Bernie Delinski

It's one of my favorite times of the year!

Yep, I'm talking about "The Running of the Bulls" season!

In case you're not familiar with this annual Pamplona, Spain, event, it involves people voluntarily getting chased by bulls, and for some reason it gets a great deal of volunteers.

I can envision other stupidly dangerous offshoots to this tradition in the future. My suggestions include, "The Bathing with the Jellyfish," "The Taking of Food from the Lions," "The Groin-Kicking of the Bears," and that particularly cannibalistic feat, "The Silence of the Lambs."

Granted, every campaign season we Americans endure "The Running of the Mouths," and it actually does tend to involve a lot of bull.

Anyway, I don't know who thought of "The Running of the Bulls," but I would imagine that being one tough sell for a travel agent.

In fact, I imagine an agent's conversation with a client going something like this:

Agent: "So you're seeking somewhere unique for this vacation, huh?"

Client: "I sure am."

Agent: "I hear Spain is nice this time of year."

Client: "Oh, that does sound intriguing."

Agent: "You know what's a popular vacationing trend these days: combining vacation with physical, emotional and mental stimulation."

Client: "Actually, that sounds like it would be quite invigorating."

Agent: "I see. How about if that involved some running ..."

Client: "Sure."

Agent: "... for your life?"

Client: "What?

Agent: "Let me put it another way. How would you feel about getting chased by a 2,000-pound stampeding animal?"

Client: "What? That sounds crazy!"

Agent: "Crazy fun — am I right?"

Client: "No!"

Agent: "Hold on, now. I haven't told you about the best part: You might get gored!"
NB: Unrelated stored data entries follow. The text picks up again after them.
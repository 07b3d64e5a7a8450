//! Interactive manager for a price-ordered car inventory loaded from a text file

pub mod cli;
pub mod config;
pub mod error;
pub mod input;
pub mod inventory;
pub mod maintenance;
pub mod output;
pub mod query;
pub mod record;
pub mod session;
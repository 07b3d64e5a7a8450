//! Interactive menu loop

use std::fs::File;
use std::io::{BufRead, BufReader, Write};

use crate::config::Config;
use crate::error::{CarstockError, Result};
use crate::input::{self, LineReader};
use crate::inventory::Inventory;
use crate::maintenance;
use crate::output;
use crate::query;
use crate::record::{Brand, Vehicle};

/// Menu entries, selected by the first letter typed (any case)
#[derive(Clone, Copy, Debug, PartialEq, Eq)]
pub enum Command {
    ListAll,
    ListByBrand,
    ListByPriceRange,
    Insert,
    RemoveOverrun,
    Exit,
}

impl Command {
    pub fn parse(line: &str) -> Option<Self> {
        match line.chars().next()?.to_ascii_lowercase() {
            'a' => Some(Command::ListAll),
            'b' => Some(Command::ListByBrand),
            'c' => Some(Command::ListByPriceRange),
            'd' => Some(Command::Insert),
            'e' => Some(Command::RemoveOverrun),
            'f' => Some(Command::Exit),
            _ => None,
        }
    }

    fn header(self) -> &'static str {
        match self {
            Command::ListAll => output::OPTION_A,
            Command::ListByBrand => output::OPTION_B,
            Command::ListByPriceRange => output::OPTION_C,
            Command::Insert => output::OPTION_D,
            Command::RemoveOverrun => output::OPTION_E,
            Command::Exit => output::OPTION_F,
        }
    }
}

#[derive(Clone, Copy, Debug, PartialEq, Eq)]
enum Flow {
    Continue,
    Exit,
    /// Input closed while waiting for an answer
    EndOfInput,
}

/// Load the data file into an inventory with room for `extra_capacity` inserts
pub fn open_inventory(config: &Config) -> Result<Inventory> {
    let file = File::open(&config.data_file).map_err(|source| CarstockError::SourceUnavailable {
        path: config.data_file.clone(),
        source,
    })?;
    log::info!("reading {}", config.data_file.display());

    let vehicles = input::read_all_vehicles(BufReader::new(file))?;
    let mut inventory = Inventory::for_load(vehicles.len(), config.extra_capacity);
    inventory.bulk_load(vehicles)?;

    log::info!(
        "loaded {} vehicles, capacity {}",
        inventory.len(),
        inventory.capacity()
    );
    Ok(inventory)
}

/// One user session over an inventory
pub struct Session<R, W> {
    input: LineReader<R>,
    out: W,
    inventory: Inventory,
    clear_screen: bool,
}

impl<R: BufRead, W: Write> Session<R, W> {
    pub fn new(input: R, out: W, inventory: Inventory) -> Self {
        Self {
            input: LineReader::new(input),
            out,
            inventory,
            clear_screen: true,
        }
    }

    /// Enable or disable the screen clearing between commands
    pub fn clear_screen(mut self, enabled: bool) -> Self {
        self.clear_screen = enabled;
        self
    }

    pub fn into_inventory(self) -> Inventory {
        self.inventory
    }

    /// Run commands until the user exits or input ends
    pub fn run(&mut self) -> Result<()> {
        self.clear()?;
        self.out.write_all(output::TITLE.as_bytes())?;

        loop {
            output::write_menu(&mut self.out)?;
            let Some(line) = self.prompt(output::PROMPT_OPTION)? else {
                self.end_of_input()?;
                break;
            };
            self.clear()?;

            let flow = match Command::parse(&line) {
                Some(command) => {
                    log::debug!("command {:?}", command);
                    let result = self.execute(command);
                    self.recover(result)?
                }
                None => {
                    log::debug!("invalid option {:?}", line);
                    self.out.write_all(output::INVALID_OPTION.as_bytes())?;
                    Flow::Continue
                }
            };
            match flow {
                Flow::Continue => self.out.flush()?,
                Flow::Exit => break,
                Flow::EndOfInput => {
                    self.end_of_input()?;
                    break;
                }
            }
        }

        self.out.flush()?;
        Ok(())
    }

    /// Report the recoverable failures of a command and keep the loop going
    fn recover(&mut self, result: Result<Flow>) -> Result<Flow> {
        let message = match result {
            Ok(flow) => return Ok(flow),
            Err(CarstockError::InvalidNumber(text)) => {
                log::info!("rejected number {:?}", text);
                output::INVALID_NUMBER
            }
            Err(CarstockError::InvalidRange { min, max }) => {
                log::info!("rejected price range {min} > {max}");
                output::INVALID_RANGE
            }
            Err(CarstockError::CapacityExceeded { capacity }) => {
                log::warn!("inventory full at {capacity} vehicles");
                output::INVENTORY_FULL
            }
            Err(e) => return Err(e),
        };
        self.out.write_all(message.as_bytes())?;
        Ok(Flow::Continue)
    }

    fn execute(&mut self, command: Command) -> Result<Flow> {
        if command == Command::Exit {
            self.out.write_all(output::GOODBYE.as_bytes())?;
            return Ok(Flow::Exit);
        }

        writeln!(self.out, "{}", command.header())?;

        match command {
            Command::ListAll => self.list_all(),
            Command::ListByBrand => self.list_by_brand(),
            Command::ListByPriceRange => self.list_by_price_range(),
            Command::Insert => self.insert(),
            Command::RemoveOverrun => self.remove_overrun(),
            Command::Exit => Ok(Flow::Exit),
        }
    }

    fn list_all(&mut self) -> Result<Flow> {
        let listings = query::list_all(&self.inventory);
        output::write_listings(&mut self.out, &listings)?;
        Ok(Flow::Continue)
    }

    fn list_by_brand(&mut self) -> Result<Flow> {
        let Some(line) = self.prompt(output::PROMPT_BRAND)? else {
            return Ok(Flow::EndOfInput);
        };
        let brand = Brand::new(&line);

        let listings = query::filter_by_brand(&self.inventory, brand.as_str());
        if listings.is_empty() {
            output::write_brand_not_found(&mut self.out, brand.as_str())?;
        } else {
            output::write_listings(&mut self.out, &listings)?;
        }
        Ok(Flow::Continue)
    }

    fn list_by_price_range(&mut self) -> Result<Flow> {
        let Some(min) = self.prompt_price(output::PROMPT_MIN_PRICE)? else {
            return Ok(Flow::EndOfInput);
        };
        let Some(max) = self.prompt_price(output::PROMPT_MAX_PRICE)? else {
            return Ok(Flow::EndOfInput);
        };
        query::check_price_range(min, max)?;

        let listings = query::filter_by_price_range(&self.inventory, min, max);
        if listings.is_empty() {
            output::write_price_range_not_found(&mut self.out, min, max)?;
        } else {
            output::write_listings(&mut self.out, &listings)?;
        }
        Ok(Flow::Continue)
    }

    fn insert(&mut self) -> Result<Flow> {
        if self.inventory.is_full() {
            return Err(CarstockError::CapacityExceeded {
                capacity: self.inventory.capacity(),
            });
        }

        let Some(brand) = self.prompt(output::PROMPT_NEW_BRAND)? else {
            return Ok(Flow::EndOfInput);
        };
        let Some(model) = self.prompt(output::PROMPT_NEW_MODEL)? else {
            return Ok(Flow::EndOfInput);
        };
        let Some(year) = self.prompt_int(output::PROMPT_NEW_YEAR)? else {
            return Ok(Flow::EndOfInput);
        };
        let Some(mileage) = self.prompt_int(output::PROMPT_NEW_MILEAGE)? else {
            return Ok(Flow::EndOfInput);
        };
        let Some(price) = self.prompt_price(output::PROMPT_NEW_PRICE)? else {
            return Ok(Flow::EndOfInput);
        };

        let vehicle = Vehicle::new(&brand, &model, year, mileage, price);
        let number = maintenance::insert_new(&mut self.inventory, vehicle)?;
        output::write_inserted(&mut self.out, number)?;
        Ok(Flow::Continue)
    }

    fn remove_overrun(&mut self) -> Result<Flow> {
        let Some(max_mileage) = self.prompt_int(output::PROMPT_MAX_MILEAGE)? else {
            return Ok(Flow::EndOfInput);
        };

        let out = &mut self.out;
        let mut write_error = None;
        let removed = maintenance::remove_overrun(&mut self.inventory, max_mileage, |vehicle| {
            if write_error.is_none() {
                write_error = output::write_removal(&mut *out, vehicle).err();
            }
        });
        if let Some(e) = write_error {
            return Err(e.into());
        }

        if removed == 0 {
            output::write_overrun_not_found(&mut self.out, max_mileage)?;
        }
        Ok(Flow::Continue)
    }

    /// Show `text` and read the answer; None once input is exhausted
    fn prompt(&mut self, text: &str) -> Result<Option<String>> {
        self.out.write_all(text.as_bytes())?;
        self.out.flush()?;
        Ok(self.input.read_line()?)
    }

    fn prompt_int(&mut self, text: &str) -> Result<Option<i32>> {
        match self.prompt(text)? {
            None => Ok(None),
            Some(line) => input::parse_leading_int(&line)
                .map(Some)
                .ok_or(CarstockError::InvalidNumber(line)),
        }
    }

    fn prompt_price(&mut self, text: &str) -> Result<Option<f64>> {
        match self.prompt(text)? {
            None => Ok(None),
            Some(line) => input::parse_leading_price(&line)
                .map(Some)
                .ok_or(CarstockError::InvalidNumber(line)),
        }
    }

    /// Closed input ends the session the same way option F does
    fn end_of_input(&mut self) -> Result<()> {
        log::debug!("input closed");
        self.out.write_all(output::GOODBYE.as_bytes())?;
        Ok(())
    }

    fn clear(&mut self) -> Result<()> {
        if self.clear_screen {
            self.out.write_all(output::CLEAR_SCREEN.as_bytes())?;
        }
        Ok(())
    }
}
//! The vehicle record and its bounded text fields

use std::fmt;

/// Maximum visible characters kept for a brand
pub const MAX_BRAND_LEN: usize = 19;

/// Maximum visible characters kept for a model
pub const MAX_MODEL_LEN: usize = 29;

/// Owned text holding at most `N` characters
///
/// Longer input is cut at construction; the excess is dropped silently.
#[derive(Clone, Debug, Default, PartialEq, Eq)]
pub struct BoundedText<const N: usize>(String);

impl<const N: usize> BoundedText<N> {
    pub fn new(s: &str) -> Self {
        match s.char_indices().nth(N) {
            Some((cut, _)) => Self(s[..cut].to_string()),
            None => Self(s.to_string()),
        }
    }

    pub fn as_str(&self) -> &str {
        &self.0
    }
}

impl<const N: usize> fmt::Display for BoundedText<N> {
    fn fmt(&self, f: &mut fmt::Formatter<'_>) -> fmt::Result {
        f.write_str(&self.0)
    }
}

pub type Brand = BoundedText<MAX_BRAND_LEN>;
pub type Model = BoundedText<MAX_MODEL_LEN>;

/// One catalog entry
#[derive(Clone, Debug, PartialEq)]
pub struct Vehicle {
    pub brand: Brand,
    pub model: Model,
    pub year: i32,
    /// Kilometres driven
    pub mileage: i32,
    pub price: f64,
}

impl Vehicle {
    pub fn new(brand: &str, model: &str, year: i32, mileage: i32, price: f64) -> Self {
        Self {
            brand: Brand::new(brand),
            model: Model::new(model),
            year,
            mileage,
            price,
        }
    }

    /// ASCII case-insensitive exact brand match
    pub fn has_brand(&self, brand: &str) -> bool {
        self.brand.as_str().eq_ignore_ascii_case(brand)
    }
}
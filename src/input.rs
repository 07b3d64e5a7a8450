//! Record parser: five text lines per vehicle (brand, model, year, mileage, price)

use std::io::{self, BufRead};

use bstr::ByteSlice;

use crate::error::{CarstockError, Result};
use crate::record::Vehicle;

/// Lines making up one record in the data file
pub const LINES_PER_RECORD: usize = 5;

/// Reads text lines, stripping the trailing CR/LF
pub struct LineReader<R> {
    reader: R,
    buffer: Vec<u8>,
    line_no: usize,
}

impl<R: BufRead> LineReader<R> {
    pub fn new(reader: R) -> Self {
        Self {
            reader,
            buffer: Vec::new(),
            line_no: 0,
        }
    }

    /// Read the next line, returning None at EOF
    ///
    /// Bytes that are not valid UTF-8 are replaced rather than rejected.
    pub fn read_line(&mut self) -> io::Result<Option<String>> {
        self.buffer.clear();
        let bytes_read = self.reader.read_until(b'\n', &mut self.buffer)?;

        if bytes_read == 0 {
            return Ok(None);
        }

        self.line_no += 1;
        let line = self.buffer.trim_end_with(|c| c == '\r' || c == '\n');
        Ok(Some(line.to_str_lossy().into_owned()))
    }

    /// Number of lines read so far
    pub fn line_no(&self) -> usize {
        self.line_no
    }
}

/// Read every vehicle from a data file
///
/// Blank lines at the very end are ignored. Any other line count that is
/// not a multiple of five leaves an incomplete record and fails the load.
pub fn read_all_vehicles<R: BufRead>(reader: R) -> Result<Vec<Vehicle>> {
    let mut lines = Vec::new();
    let mut line_reader = LineReader::new(reader);

    while let Some(line) = line_reader.read_line()? {
        lines.push(line);
    }

    while lines.last().is_some_and(|l| l.trim().is_empty()) {
        lines.pop();
    }

    log::debug!(
        "read {} lines, {} after dropping trailing blanks",
        line_reader.line_no(),
        lines.len()
    );

    lines
        .chunks(LINES_PER_RECORD)
        .enumerate()
        .map(|(i, chunk)| parse_vehicle(chunk, i + 1, i * LINES_PER_RECORD + 1))
        .collect()
}

/// Parse one record from its block of lines
///
/// `record` and `first_line` are 1-based and only used for error reporting.
pub fn parse_vehicle<S: AsRef<str>>(lines: &[S], record: usize, first_line: usize) -> Result<Vehicle> {
    let malformed = |offset: usize, reason: String| CarstockError::MalformedRecord {
        record,
        line: first_line + offset,
        reason,
    };

    if lines.len() < LINES_PER_RECORD {
        return Err(malformed(
            lines.len(),
            format!(
                "unexpected end of input: expected {} lines, found {}",
                LINES_PER_RECORD,
                lines.len()
            ),
        ));
    }

    let brand = lines[0].as_ref();
    let model = lines[1].as_ref();
    let year_line = lines[2].as_ref();
    let mileage_line = lines[3].as_ref();
    let price_line = lines[4].as_ref();

    let year = parse_leading_int(year_line)
        .ok_or_else(|| malformed(2, format!("invalid year: {:?}", year_line)))?;
    let mileage = parse_leading_int(mileage_line)
        .ok_or_else(|| malformed(3, format!("invalid mileage: {:?}", mileage_line)))?;
    let price = parse_leading_price(price_line)
        .ok_or_else(|| malformed(4, format!("invalid price: {:?}", price_line)))?;

    Ok(Vehicle::new(brand, model, year, mileage, price))
}

/// Parse the integer at the start of a line, ignoring whatever follows it
///
/// - Skips leading whitespace
/// - Handles optional sign (+ or -)
/// - Returns None when no digits are present or the value overflows
pub fn parse_leading_int(s: &str) -> Option<i32> {
    let s = s.trim_start().as_bytes();
    let mut end = 0;

    if end < s.len() && matches!(s[end], b'-' | b'+') {
        end += 1;
    }
    let digits_start = end;
    while end < s.len() && s[end].is_ascii_digit() {
        end += 1;
    }
    if end == digits_start {
        return None;
    }

    std::str::from_utf8(&s[..end]).ok()?.parse().ok()
}

/// Parse the decimal number at the start of a line, ignoring whatever follows it
///
/// Accepts an optional sign, a fractional part and an exponent (`1.5e4`).
/// An exponent marker without digits is left out of the number.
pub fn parse_leading_price(s: &str) -> Option<f64> {
    let s = s.trim_start().as_bytes();
    let mut end = 0;
    let mut digits = 0;

    if end < s.len() && matches!(s[end], b'-' | b'+') {
        end += 1;
    }
    while end < s.len() && s[end].is_ascii_digit() {
        end += 1;
        digits += 1;
    }
    if end < s.len() && s[end] == b'.' {
        end += 1;
        while end < s.len() && s[end].is_ascii_digit() {
            end += 1;
            digits += 1;
        }
    }
    if digits == 0 {
        return None;
    }

    if end < s.len() && matches!(s[end], b'e' | b'E') {
        let mut exp_end = end + 1;
        if exp_end < s.len() && matches!(s[exp_end], b'-' | b'+') {
            exp_end += 1;
        }
        let exp_digits_start = exp_end;
        while exp_end < s.len() && s[exp_end].is_ascii_digit() {
            exp_end += 1;
        }
        if exp_end > exp_digits_start {
            end = exp_end;
        }
    }

    std::str::from_utf8(&s[..end]).ok()?.parse().ok()
}
//! Mutating operations over the inventory

use crate::error::Result;
use crate::inventory::Inventory;
use crate::record::Vehicle;

/// Add a vehicle at its price-ordered position
///
/// Returns the 1-based position it now occupies.
pub fn insert_new(inventory: &mut Inventory, vehicle: Vehicle) -> Result<usize> {
    let pos = inventory.insert(vehicle)?;
    log::info!(
        "inserted vehicle at position {} ({} slots left)",
        pos + 1,
        inventory.remaining()
    );
    Ok(pos + 1)
}

/// Remove every vehicle driven more than `max_mileage` km
///
/// `on_remove` sees each vehicle before it is removed. Returns the number removed.
pub fn remove_overrun<F>(inventory: &mut Inventory, max_mileage: i32, on_remove: F) -> usize
where
    F: FnMut(&Vehicle),
{
    let removed = inventory.remove_where_with(|v| v.mileage > max_mileage, on_remove);
    log::info!("removed {removed} vehicles with mileage over {max_mileage} km");
    removed
}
Client: "How is that the best part?"

Agent: "Just imagine the permanent scar that would produce. Why, you'd be the life of every party as you lift up the back of your shirt to reveal that massive wound."

Client: "How would I do that when I'm dead?"

Agent: "You're a real glass-half-empty type person, aren't you?"

Client: "No, I'm more of a don't-want-to-get-gored-to-death type person."

Agent: "Oh, now, most people don't get gored."

Client: "They don't?"

Agent: "No. Many fall and end up trampled by the bulls and fellow runners."

Client: "What in the world is the upside to doing this?"

Agent: "Simple: imagine the thrill of running in fear?"

Client: "I think I'll do that."

Agent: "Really? You're running with the bulls?"

Client: "Nope. I'm running out of your office. Bye!"